For our project, we look, among other things, at precisely dated activities in texts. Often the date of the activity is the same as that of the text, as the production of a text (e.g. a contract, an account, a meeting etc.) is a side-product of the activity. The temporal patterns in the production of texts therefore represent the temporal patterns of a broad spectrum of economic, administrative and social activities; and the patterns for specific types of texts reflect the rhythms of specific activities. If one would look at the temporal patterns in modern text production, one would see, a steep decline of work emails and bills in the weekend, but perhaps a rise of shopping receipts on Saturdays. In the documents written in fourth-century Egypt, we find no such pattern: people produced just as many documents (of the same variety of types) on Sundays as on other days of the week. This is similar in the fifth century, but starts to change in the sixth century, when the documentary record clearly drops on Sundays and peaks on Mondays.

To get a better sense at what was happening here, we can zoom in on the papyri of one town in Egypt, Aphrodito. The discovery of the enormous archive of the local big man Dioskoros, which relates to both his and his father’s personal administration as well as to the village more broadly, has made this small town in the sixth-century in the words of Giovanni Ruffini “the best document place per capita in the entire ancient world”. This archive suggests that every administrative office representing the Roman authorities was closed on Sundays. This is in line with Roman law, which had, since the first law by Constantine, added more and more aspects of government that were not allowed on Sunday, such as tax collection. Sermons by high profile clergymen show that the Church too promoted Sunday rest in the sixth century (see the SOLA database). This phenomenon is sometimes referred to as the ‘sabbatization’ of Sunday.
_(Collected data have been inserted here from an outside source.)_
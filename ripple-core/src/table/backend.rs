//! SQL backend contract.
//!
//! The table engine never talks to a database directly. It builds SQL with
//! positional `?` parameters and hands it to an injected [`Backend`].
//! Parameters and result cells are plain `serde_json::Value`s, so a backend
//! only has to map JSON scalars onto its own value type.

use async_trait::async_trait;
use serde_json::{Map, Value};

use crate::error::BackendError;

/// One result row, keyed by column name.
pub type Row = Map<String, Value>;

/// Outcome of a statement that does not return rows.
#[derive(Debug, Clone, Copy, Default, PartialEq, Eq)]
pub struct ExecResult {
    pub rows_affected: u64,
    /// Row id of the most recent insert, when the backend tracks one.
    pub last_insert_id: Option<i64>,
}

/// A SQL statement with its positional parameters.
#[derive(Debug, Clone, PartialEq)]
pub struct Statement {
    pub sql: String,
    pub params: Vec<Value>,
}

impl Statement {
    pub fn new(sql: impl Into<String>, params: Vec<Value>) -> Self {
        Self {
            sql: sql.into(),
            params,
        }
    }
}

/// Executes SQL on behalf of a table.
///
/// Implementations must report uniqueness and primary key violations as
/// [`BackendError::Constraint`]; `set` relies on it to fall back to an
/// update.
#[async_trait]
pub trait Backend: Send + Sync {
    /// Run a statement that does not return rows.
    async fn execute(&self, sql: &str, params: &[Value]) -> Result<ExecResult, BackendError>;

    /// Run a statement and collect its rows.
    async fn select(&self, sql: &str, params: &[Value]) -> Result<Vec<Row>, BackendError>;

    /// Run every statement atomically: either all of them apply or none does.
    async fn transaction(&self, statements: Vec<Statement>)
        -> Result<Vec<ExecResult>, BackendError>;
}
Instances of activities in 6th-century Aphrodito sorted by weekday
Instances of activities in sixth-century Aphrodito sorted by weekday

But the local population had clearly not yet interiorized this idea of obligatory rest. The pattern (somewhat fewer private documents than on other days, followed by a peak on Mondays) suggests they worked somewhat less on Sundays, but they were hardly restful. The most logical scenario is that on Sundays they spend a part of the day normally devoted to work to attending mass (a regular activity that did not produce texts, and is therefore much harder to locate in our evidence) and that they used this religious get-together also as a social occasion to arrange more complex business meetings on the following day, hence the peak on Monday. As major transactions generally involved a notary and witnesses acceptable to both parties, this kind of business could not be done on the spot.

Aphrodito is also the finding spot of another large archive, this time from the early eighth century. This second find creates the opportunity to see how the rhythm of village life had evolved in the intermediate 150 years, during which Egypt transformed from a Roman province to an integral part of a Muslim empire. The archive of Basilios, the local head of the administration who was in direct contact with the Arab governor in Fustat, contains little information about private activities, but an analysis of the temporal patterns shows clearly that he organized his administration in contrast to the rhythms set by Fustat. The governor sent him a never-ending stream of orders. Repeatedly, messengers arrived at his door on Sunday. This kind of demands on his time were outside his control. But every activity the Christian Basilios did have under control had to wait: he and his team stuck to their day of rest. This shows that under this new foreign domination, the observance of Sunday rest shifted from a norm set from above, but often ignored in private contexts, to a practice valued by the local population as a mark of their own Christian identity in a discourse of difference.

Sofie Remijsen

This blog is based on: Remijsen, S. (2022). Business as Usual? Sunday Activities in Aphrodito (Egypt, Sixth to Eighth Century). In U. Heil (Ed.), From Sun-Day to the Lord’s Day: The Cultural History of Sunday in Late Antiquity and the Early Middle Ages, Turnhout, pp. 143-186.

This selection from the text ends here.